Today’s news just shows this is even more important so we can ease the pressure on families and businesses.

Jake Finney, an economist at multinational accountancy firm PwC, believes the Bank of England Monetary Policy Committee (MPC) may vote to keep interest rates where they are.

Arguing that while total CPI stayed the same, core inflation (measured as the CPI less food and energy prices) declined, lending credence to those saying that the current interest rate levels are still working.

Jake Finney, economist at PwC said:

Headline inflation remained flat at 6.7% in September, as an easing of food and household goods inflation was offset primarily by higher pump prices.

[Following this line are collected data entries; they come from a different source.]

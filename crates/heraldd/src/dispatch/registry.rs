//! Name-indexed command tables.
//!
//! The registry is a plain value built at startup and owned by the router.
//! Registering a name twice replaces the earlier entry; callers that want to
//! know about the replacement inspect the returned value.

use std::collections::HashMap;
use std::sync::Arc;

use super::command::Command;
use super::context::ExecutionContext;
use super::errors::CommandError;
use super::response::Choice;
use crate::interaction::CommandOption;

/// Suggests values for a focused option.
pub trait AutocompleteHandler: Send + Sync {
    /// Returns suggestions for `focused`.
    ///
    /// # Errors
    ///
    /// Returns an error when suggestions cannot be produced; the router then
    /// answers with an empty list.
    fn suggest(
        &self,
        ctx: &ExecutionContext<'_>,
        focused: &CommandOption,
    ) -> Result<Vec<Choice>, CommandError>;
}

struct FnAutocomplete<F>(F);

impl<F> AutocompleteHandler for FnAutocomplete<F>
where
    F: Fn(&ExecutionContext<'_>, &CommandOption) -> Result<Vec<Choice>, CommandError>
        + Send
        + Sync,
{
    fn suggest(
        &self,
        ctx: &ExecutionContext<'_>,
        focused: &CommandOption,
    ) -> Result<Vec<Choice>, CommandError> {
        (self.0)(ctx, focused)
    }
}

/// Wraps a closure as an [`AutocompleteHandler`].
pub fn autocomplete_fn<F>(handler: F) -> Arc<dyn AutocompleteHandler>
where
    F: Fn(&ExecutionContext<'_>, &CommandOption) -> Result<Vec<Choice>, CommandError>
        + Send
        + Sync
        + 'static,
{
    Arc::new(FnAutocomplete(handler))
}

/// Commands, subcommands and autocomplete handlers keyed by name.
#[derive(Default)]
pub struct CommandRegistry {
    commands: HashMap<String, Command>,
    children: HashMap<String, HashMap<String, Command>>,
    autocomplete: HashMap<String, Arc<dyn AutocompleteHandler>>,
}

impl CommandRegistry {
    /// Creates an empty registry.
    pub fn new() -> Self {
        Self::default()
    }

    /// Inserts a top-level command, returning the entry it replaced.
    pub fn register(&mut self, command: Command) -> Option<Command> {
        self.commands.insert(command.name().to_owned(), command)
    }

    /// Inserts a child under `parent`, creating the parent's table on demand.
    pub fn register_child(&mut self, parent: &str, child: Command) -> Option<Command> {
        self.children
            .entry(parent.to_owned())
            .or_default()
            .insert(child.name().to_owned(), child)
    }

    /// Inserts an autocomplete handler for the command called `name`.
    pub fn register_autocomplete(
        &mut self,
        name: impl Into<String>,
        handler: Arc<dyn AutocompleteHandler>,
    ) -> bool {
        self.autocomplete.insert(name.into(), handler).is_some()
    }

    /// Looks up a top-level command.
    #[must_use]
    pub fn lookup(&self, name: &str) -> Option<&Command> {
        self.commands.get(name)
    }

    /// Looks up a child of `parent`.
    #[must_use]
    pub fn lookup_child(&self, parent: &str, child: &str) -> Option<&Command> {
        self.children.get(parent)?.get(child)
    }

    /// Looks up the autocomplete handler for `name`.
    #[must_use]
    pub fn lookup_autocomplete(&self, name: &str) -> Option<Arc<dyn AutocompleteHandler>> {
        self.autocomplete.get(name).cloned()
    }

    /// Registered top-level names, sorted.
    #[must_use]
    pub fn names(&self) -> Vec<&str> {
        let mut names: Vec<&str> = self.commands.keys().map(String::as_str).collect();
        names.sort_unstable();
        names
    }

    /// Number of top-level commands.
    #[must_use]
    pub fn len(&self) -> usize {
        self.commands.len()
    }

    /// Returns true when nothing is registered.
    #[must_use]
    pub fn is_empty(&self) -> bool {
        self.commands.is_empty()
    }
}
struct SagaRun {
    operation: Operation,
    scope: Scope,
    key: MessageId,
    request: Request,
    options: SagaOptions,
    candidate: Option<WebhookEmbedPatch>,
    compensation: Compensation,
    warnings: Vec<String>,
    applied: bool,
}

impl SagaRun {
    fn candidate(&self) -> Result<&WebhookEmbedPatch, SagaError> {
        self.candidate.as_ref().ok_or_else(|| SagaError::NotFound {
            scope: self.scope.clone(),
            key: self.key.clone(),
        })
    }
}

/// Runs webhook-embed mutations against a [`PatchRepository`].
pub struct ConfigMutationSaga {
    repository: PatchRepository,
    probe: Arc<dyn TargetProbe>,
    applier: Arc<dyn PatchApplier>,
    apply_timeout: Duration,
}
//! Router harness wired to in-memory collaborators.

use std::sync::atomic::{AtomicBool, Ordering};
use std::sync::{Arc, Mutex};
use std::time::Duration;

use herald_config::{ValidationMode, ValidationPolicy};
use herald_perms::{LocalSnapshot, PermissionResolver, RealmId, RoleId};

use crate::commands::WebhookEmbedCommands;
use crate::dispatch::CommandRouter;
use crate::interaction::Interaction;
use crate::saga::{
    ConfigMutationSaga, MessageId, PatchApplier, PatchRepository, RemoteError, TargetProbe,
    WebhookEmbedPatch, WebhookTarget,
};
use crate::settings::{RealmSettings, StoreSettings};
use crate::store::{KeyValueStore, MemoryStore, StorePermissions};

use super::{RecordingResponder, StaticAuthority};

/// Applier that records applied patches and can be told to fail.
#[derive(Debug, Default)]
pub struct RecordingApplier {
    applied: Mutex<Vec<WebhookEmbedPatch>>,
    failing: AtomicBool,
}

impl RecordingApplier {
    /// Makes later applications fail.
    pub fn fail(&self) {
        self.failing.store(true, Ordering::SeqCst);
    }

    /// Patches applied so far.
    pub fn applied(&self) -> Vec<WebhookEmbedPatch> {
        self.applied.lock().expect("applier lock").clone()
    }
}

impl PatchApplier for RecordingApplier {
    fn apply(&self, patch: &WebhookEmbedPatch, _timeout: Duration) -> Result<(), RemoteError> {
        if self.failing.load(Ordering::SeqCst) {
            return Err(RemoteError::failed("webhook returned 500"));
        }
        self.applied.lock().expect("applier lock").push(patch.clone());
        Ok(())
    }
}

/// Probe that either accepts every target or rejects every target.
#[derive(Debug, Default)]
pub struct ScriptedProbe {
    unreachable: AtomicBool,
}

impl ScriptedProbe {
    /// Makes later probes fail.
    pub fn reject(&self) {
        self.unreachable.store(true, Ordering::SeqCst);
    }
}

impl TargetProbe for ScriptedProbe {
    fn probe(
        &self,
        _target: &WebhookTarget,
        _message: &MessageId,
        timeout: Duration,
    ) -> Result<(), RemoteError> {
        if self.unreachable.load(Ordering::SeqCst) {
            return Err(RemoteError::timeout(timeout));
        }
        Ok(())
    }
}

/// A router over a memory store, a static authority and a snapshot.
pub struct TestRouter {
    pub router: CommandRouter,
    pub store: Arc<dyn KeyValueStore>,
    pub authority: Arc<StaticAuthority>,
    pub snapshot: Arc<LocalSnapshot>,
    pub settings: Arc<StoreSettings>,
    pub applier: Arc<RecordingApplier>,
    pub probe: Arc<ScriptedProbe>,
}

impl TestRouter {
    #[must_use]
    pub fn new() -> Self {
        let store: Arc<dyn KeyValueStore> = Arc::new(MemoryStore::new());
        let authority = Arc::new(StaticAuthority::default());
        let snapshot = Arc::new(LocalSnapshot::new());
        let permissions = PermissionResolver::builder(Arc::clone(&authority) as _)
            .snapshot(Arc::clone(&snapshot))
            .store(Arc::new(StorePermissions::new(Arc::clone(&store))))
            .build();
        let settings = Arc::new(StoreSettings::new(Arc::clone(&store)));
        let router = CommandRouter::new(Arc::new(permissions), Arc::clone(&settings) as _);
        Self {
            router,
            store,
            authority,
            snapshot,
            settings,
            applier: Arc::new(RecordingApplier::default()),
            probe: Arc::new(ScriptedProbe::default()),
        }
    }

    /// Registers the `webhook-embed` group with `mode` as the global policy.
    pub fn install_webhook_embeds(&self, mode: ValidationMode) {
        let saga = ConfigMutationSaga::new(
            PatchRepository::new(Arc::clone(&self.store)),
            Arc::clone(&self.probe) as _,
            Arc::clone(&self.applier) as _,
            Duration::from_millis(100),
        );
        Arc::new(WebhookEmbedCommands::new(
            saga,
            Arc::clone(&self.settings) as _,
            ValidationPolicy::new(mode, Duration::from_millis(100)),
            10,
        ))
        .register(&self.router);
    }

    /// Stores `roles` as the allow-list of `realm`.
    pub fn allow(&self, realm: &str, roles: &[&str]) {
        let settings = RealmSettings {
            allowed_roles: roles.iter().map(|role| RoleId::new(*role)).collect(),
            ..RealmSettings::default()
        };
        self.settings
            .save(&RealmId::new(realm), &settings)
            .expect("save realm settings");
    }

    /// Dispatches `interaction` and returns what was sent for it.
    pub fn dispatch(&self, interaction: &Interaction) -> RecordingResponder {
        let responder = RecordingResponder::default();
        self.router.dispatch(interaction, &responder);
        responder
    }

    /// Patch repository over the harness store.
    pub fn repository(&self) -> PatchRepository {
        PatchRepository::new(Arc::clone(&self.store))
    }
}
//! Persisted webhook-embed patches, one document per scope.
//!
//! Each scope stores a single document under [`PATCHES_KEY`] holding the
//! canonical list of patches. Older deployments stored at most one patch in
//! a separate `legacy_patch` field. Reads fall back to that field only while
//! the list is empty; the first write folds it into the list and clears it in
//! the same transaction, so readers never see both.

use std::sync::Arc;

use serde::{Deserialize, Serialize};
use serde_json::Value;
use tracing::debug;

use crate::store::{KeyValueStore, Scope, StoreError};

use super::SAGA_TARGET;
use super::patch::{MessageId, WebhookEmbedPatch};

/// Store key of the per-scope patch document.
pub const PATCHES_KEY: &str = "webhook_embeds";

#[derive(Debug, Default, Serialize, Deserialize)]
struct PatchDocument {
    #[serde(default)]
    patches: Vec<WebhookEmbedPatch>,
    #[serde(default, skip_serializing_if = "Option::is_none")]
    legacy_patch: Option<WebhookEmbedPatch>,
}

impl PatchDocument {
    fn decode(value: Option<Value>) -> Result<Self, StoreError> {
        value.map_or_else(
            || Ok(Self::default()),
            |value| {
                serde_json::from_value(value)
                    .map_err(|source| StoreError::malformed(PATCHES_KEY, source))
            },
        )
    }

    fn encode(&self) -> Result<Option<Value>, StoreError> {
        if self.patches.is_empty() && self.legacy_patch.is_none() {
            return Ok(None);
        }
        serde_json::to_value(self)
            .map(Some)
            .map_err(|source| StoreError::malformed(PATCHES_KEY, source))
    }

    fn visible(&self) -> &[WebhookEmbedPatch] {
        if self.patches.is_empty() {
            self.legacy_patch.as_slice()
        } else {
            &self.patches
        }
    }

    /// Moves the legacy record into the list. A legacy record shadowed by a
    /// non-empty list was never visible and is dropped.
    fn fold_legacy(&mut self) -> bool {
        let Some(legacy) = self.legacy_patch.take() else {
            return false;
        };
        if self.patches.is_empty() {
            self.patches.push(legacy);
        }
        true
    }

    fn position(&self, key: &MessageId) -> Option<usize> {
        self.patches
            .iter()
            .position(|patch| &patch.message_id == key)
    }
}

/// Scoped CRUD over webhook-embed patches.
#[derive(Clone)]
pub struct PatchRepository {
    store: Arc<dyn KeyValueStore>,
}

impl PatchRepository {
    /// Wraps `store`.
    pub fn new(store: Arc<dyn KeyValueStore>) -> Self {
        Self { store }
    }

    fn load(&self, scope: &Scope) -> Result<PatchDocument, StoreError> {
        PatchDocument::decode(self.store.get(scope, PATCHES_KEY)?)
    }

    /// Runs `change` against the migrated document inside one store
    /// transaction.
    fn modify<T: Default>(
        &self,
        scope: &Scope,
        mut change: impl FnMut(&mut PatchDocument) -> Result<T, StoreError>,
    ) -> Result<T, StoreError> {
        let mut outcome = None;
        self.store.transact(scope, PATCHES_KEY, &mut |current| {
            let mut document = PatchDocument::decode(current)?;
            if document.fold_legacy() {
                debug!(target: SAGA_TARGET, %scope, "folded legacy patch into list");
            }
            outcome = Some(change(&mut document)?);
            document.encode()
        })?;
        Ok(outcome.unwrap_or_default())
    }

    /// Patches visible in `scope`, in insertion order.
    ///
    /// # Errors
    ///
    /// Returns an error when the store cannot be read.
    pub fn list(&self, scope: &Scope) -> Result<Vec<WebhookEmbedPatch>, StoreError> {
        Ok(self.load(scope)?.visible().to_vec())
    }

    /// Patch stored under `key` in `scope`.
    ///
    /// # Errors
    ///
    /// Returns an error when the store cannot be read.
    pub fn get(
        &self,
        scope: &Scope,
        key: &MessageId,
    ) -> Result<Option<WebhookEmbedPatch>, StoreError> {
        Ok(self
            .load(scope)?
            .visible()
            .iter()
            .find(|patch| &patch.message_id == key)
            .cloned())
    }

    /// Inserts a new patch.
    ///
    /// # Errors
    ///
    /// Returns [`StoreError::Conflict`] when the key is already taken; nothing
    /// is written in that case.
    pub fn insert(&self, scope: &Scope, patch: &WebhookEmbedPatch) -> Result<(), StoreError> {
        self.modify(scope, |document| {
            if document.position(&patch.message_id).is_some() {
                return Err(StoreError::conflict(scope, patch.message_id.as_str()));
            }
            document.patches.push(patch.clone());
            Ok(())
        })
    }

    /// Replaces the patch stored under `original` with `patch`, which may
    /// carry a different key. Returns the replaced record.
    ///
    /// # Errors
    ///
    /// Returns [`StoreError::Missing`] when `original` does not exist and
    /// [`StoreError::Conflict`] when the new key belongs to another record.
    pub fn replace(
        &self,
        scope: &Scope,
        original: &MessageId,
        patch: &WebhookEmbedPatch,
    ) -> Result<Option<WebhookEmbedPatch>, StoreError> {
        self.modify(scope, |document| {
            let index = document
                .position(original)
                .ok_or_else(|| StoreError::missing(scope, original.as_str()))?;
            if &patch.message_id != original && document.position(&patch.message_id).is_some() {
                return Err(StoreError::conflict(scope, patch.message_id.as_str()));
            }
            let slot = document
                .patches
                .get_mut(index)
                .ok_or_else(|| StoreError::missing(scope, original.as_str()))?;
            Ok(Some(std::mem::replace(slot, patch.clone())))
        })
    }

    /// Removes the patch stored under `key`, returning it.
    ///
    /// # Errors
    ///
    /// Returns an error when the store cannot be written.
    pub fn remove(
        &self,
        scope: &Scope,
        key: &MessageId,
    ) -> Result<Option<WebhookEmbedPatch>, StoreError> {
        self.modify(scope, |document| {
            Ok(document
                .position(key)
                .map(|index| document.patches.remove(index)))
        })
    }

    /// Puts `previous` back in place of the record now stored under
    /// `current`, dropping `current` when the key changed.
    ///
    /// # Errors
    ///
    /// Returns an error when the store cannot be written.
    pub fn restore(
        &self,
        scope: &Scope,
        current: &MessageId,
        previous: &WebhookEmbedPatch,
    ) -> Result<(), StoreError> {
        self.modify(scope, |document| {
            if let Some(slot) = document
                .position(current)
                .and_then(|index| document.patches.get_mut(index))
            {
                *slot = previous.clone();
            } else {
                document.patches.push(previous.clone());
            }
            let key = &previous.message_id;
            let mut seen = false;
            document.patches.retain(|patch| {
                if &patch.message_id != key {
                    return true;
                }
                !std::mem::replace(&mut seen, true)
            });
            Ok(())
        })
    }
}

#[cfg(test)]
mod tests {
    use rstest::{fixture, rstest};
    use serde_json::json;

    use super::*;
    use crate::saga::patch::{EmbedPayload, WebhookTarget};
    use crate::store::MemoryStore;

    fn patch(id: &str, title: &str) -> WebhookEmbedPatch {
        WebhookEmbedPatch::new(
            MessageId::parse(id).expect("id"),
            WebhookTarget::parse("https://host/api/webhooks/7/token").expect("url"),
            EmbedPayload::from_value(json!({ "title": title })).expect("payload"),
        )
    }

    fn key(id: &str) -> MessageId {
        MessageId::parse(id).expect("id")
    }

    #[fixture]
    fn store() -> Arc<MemoryStore> {
        Arc::new(MemoryStore::new())
    }

    #[rstest]
    fn duplicate_insert_is_rejected(store: Arc<MemoryStore>) {
        let repository = PatchRepository::new(store);
        repository
            .insert(&Scope::Global, &patch("1", "a"))
            .expect("first insert");

        let error = repository
            .insert(&Scope::Global, &patch("1", "b"))
            .expect_err("duplicate insert");
        assert!(matches!(error, StoreError::Conflict { .. }));
        let stored = repository.get(&Scope::Global, &key("1")).expect("get");
        assert_eq!(stored, Some(patch("1", "a")));
    }

    #[rstest]
    fn replace_into_taken_key_conflicts(store: Arc<MemoryStore>) {
        let repository = PatchRepository::new(store);
        repository.insert(&Scope::Global, &patch("1", "a")).expect("insert");
        repository.insert(&Scope::Global, &patch("2", "b")).expect("insert");

        let error = repository
            .replace(&Scope::Global, &key("1"), &patch("2", "c"))
            .expect_err("conflict");
        assert!(matches!(error, StoreError::Conflict { .. }));
        assert_eq!(
            repository.list(&Scope::Global).expect("list"),
            vec![patch("1", "a"), patch("2", "b")]
        );
    }

    #[rstest]
    fn restore_undoes_a_key_change(store: Arc<MemoryStore>) {
        let repository = PatchRepository::new(store);
        repository.insert(&Scope::Global, &patch("1", "a")).expect("insert");
        repository
            .replace(&Scope::Global, &key("1"), &patch("5", "moved"))
            .expect("replace");

        repository
            .restore(&Scope::Global, &key("5"), &patch("1", "a"))
            .expect("restore");

        assert_eq!(
            repository.list(&Scope::Global).expect("list"),
            vec![patch("1", "a")]
        );
    }

    #[rstest]
    fn legacy_record_is_read_and_folded_on_write(store: Arc<MemoryStore>) {
        let realm = Scope::Realm(herald_perms::RealmId::new("g1"));
        let legacy = serde_json::to_value(patch("9", "legacy")).expect("encode");
        store
            .put(&realm, PATCHES_KEY, json!({ "patches": [], "legacy_patch": legacy }))
            .expect("seed legacy");
        let repository = PatchRepository::new(store.clone());

        assert_eq!(
            repository.get(&realm, &key("9")).expect("get"),
            Some(patch("9", "legacy"))
        );

        repository.insert(&realm, &patch("10", "new")).expect("insert");

        let raw = store.get(&realm, PATCHES_KEY).expect("raw").expect("document");
        assert!(raw.get("legacy_patch").is_none());
        assert_eq!(
            repository.list(&realm).expect("list"),
            vec![patch("9", "legacy"), patch("10", "new")]
        );
    }

    #[rstest]
    fn legacy_record_is_ignored_once_the_list_has_entries(store: Arc<MemoryStore>) {
        let legacy = serde_json::to_value(patch("9", "legacy")).expect("encode");
        let current = serde_json::to_value(patch("1", "a")).expect("encode");
        store
            .put(
                &Scope::Global,
                PATCHES_KEY,
                json!({ "patches": [current], "legacy_patch": legacy }),
            )
            .expect("seed");
        let repository = PatchRepository::new(store);

        assert_eq!(repository.get(&Scope::Global, &key("9")).expect("get"), None);
        assert_eq!(repository.list(&Scope::Global).expect("list").len(), 1);
    }

    #[rstest]
    fn removing_the_last_patch_clears_the_document(store: Arc<MemoryStore>) {
        let repository = PatchRepository::new(store.clone());
        repository.insert(&Scope::Global, &patch("1", "a")).expect("insert");

        let removed = repository.remove(&Scope::Global, &key("1")).expect("remove");

        assert_eq!(removed, Some(patch("1", "a")));
        assert_eq!(store.get(&Scope::Global, PATCHES_KEY).expect("raw"), None);
    }
}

More importantly for the Bank of England, core inflation nudged down from 6.2% to 6.1%, while services inflation ticked up from 6.8% to 6.9%.

These latest inflation numbers are marginally higher than expected. However, crucially they remain materially below the Bank’s expectations in August. For this reason, it still seems likely that the Bank’s near-term projections will be downgraded in November, which should be enough to keep rates on hold again.

We are still optimistic that the government will meet its target to halve inflation by the end of this year. Lower household utility prices should shave around 1.5 percentage points off headline inflation in October. Combine that with an overall easing of inflation pressures and inflation should end the year under 5%.

What does the inflation figure mean for mortgage rates?

Mortgage rates generally follow the Bank of England’s base rate, and experts are split as to whether the CPI’s September performance will result in the MPC raising the Base Rate further.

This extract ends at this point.